I'm sure I saw a development system at DEC for the 4004 running on a PDP-8 circa
1975.
Rod Smallwood
-----Original Message-----
From: cctech-bounces at
classiccmp.org [mailto:cctech-bounces at
classiccmp.org] On Behalf
Of Roy J. Tellason
Sent: 13 October 2007 19:41
To: cctalk at
classiccmp.org
Subject: Re: 4004 and IC history / was Re: Vintage computer photogallery
On Saturday 13 October 2007 05:13, Brent Hilpert wrote:
Can't remember where I read it, but it seemed
plausible for the time
the
4004 was being developed (1970), also that it was compounded by
management's perceptions that the 4004 was a little business on the
side and not willing to invest much in it, memory chips still being the focus.
On the other hand, I wonder what packages the original Busicom designs
utilised - that Intel would otherwise have been obligated to produce -
one would expect, or typically, they would be larger. (The 4040 would
go to a larger package, of course.)
Having heard of the 4004 of course, I know basically nothing about it.
Except that it's the part that was supposed to have started all this... And
the 4040? I've only seen mention of it now and then.
(Snip)
Perhaps not speed as an issue but you were wired into
the small family
of chips that understood the highly specific machine/bus cycle, at
least until the 4008/9 came along that broke out the address/data busses.
4008/9? First I've heard of these at all.
Can you give any sort of a general overview of what those parts were all about?

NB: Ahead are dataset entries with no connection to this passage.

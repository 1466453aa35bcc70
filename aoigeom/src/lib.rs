//! Planar geometry for areas of interest
//!
//! Small, dependency-light building blocks used by the interactive session:
//! axis-aligned boxes for hand detections, polygons for marker outlines and
//! AOI boundaries, and a uniform grid index for click hit-testing.
//!
//! ```rust,ignore
//! use aoigeom::{Point, Polygon, SpatialGrid};
//!
//! let marker = Polygon::from_corners(&[[10, 10], [50, 10], [50, 50], [10, 50]]);
//! let mut grid = SpatialGrid::new(64.0);
//! grid.insert_polygon(&marker, 3);
//! assert_eq!(grid.hit(Point::new(20.0, 20.0)), Some(3));
//! ```

pub mod bbox;
pub mod polygon;
pub mod spatial;

pub use bbox::{Bbox, Point};
pub use polygon::Polygon;
pub use spatial::{SpatialGrid, SpatialGridStats};
/// Common detector interface for the per-frame analyses
///
/// The pipeline fans every frame out to all registered detectors. A detector
/// only ever reads the pristine frame; its overlay is drawn separately onto
/// the shared composite.
use crate::error::Result;
use crate::image_utils;
use crate::types::{CapabilityParams, DetectionBatch, Frame};
use image::RgbImage;
use std::collections::BTreeSet;

pub trait Detector: Send + Sync {
    /// Detector name (for logging/debugging)
    fn name(&self) -> &str;

    /// Analyse a single frame
    fn detect(&self, frame: &Frame, params: &CapabilityParams) -> Result<DetectionBatch>;

    /// Draw this detector's findings onto the composite
    fn draw(&self, batch: &DetectionBatch, canvas: &mut RgbImage) {
        match batch {
            DetectionBatch::Hands(hands) => image_utils::draw_hands(canvas, hands),
            DetectionBatch::Markers(markers) => {
                image_utils::draw_markers(canvas, markers, &BTreeSet::new())
            }
        }
    }
}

I remember very little about the 8008, it having appeared in that Radio-Electronics
article way back when.
I do remember, even after the 8080 article in Popular Electronics came out, not thinking
very much of microprocessors for quite a while. They seemed limited, it appeared that
you had to really go through a lot to fit your thinking and way of doing things to what
they could handle, and it took me quite a while before I got to the point where I got a
really good grip on the tradeoffs involved, like low package count, etc. :-)
--
Member of the toughest, meanest, deadliest, most unrelenting -- and ablest -- form of life
in this section of space, ?a critter that can be killed but can't be tamed. ?--Robert
A. Heinlein, "The Puppet Masters"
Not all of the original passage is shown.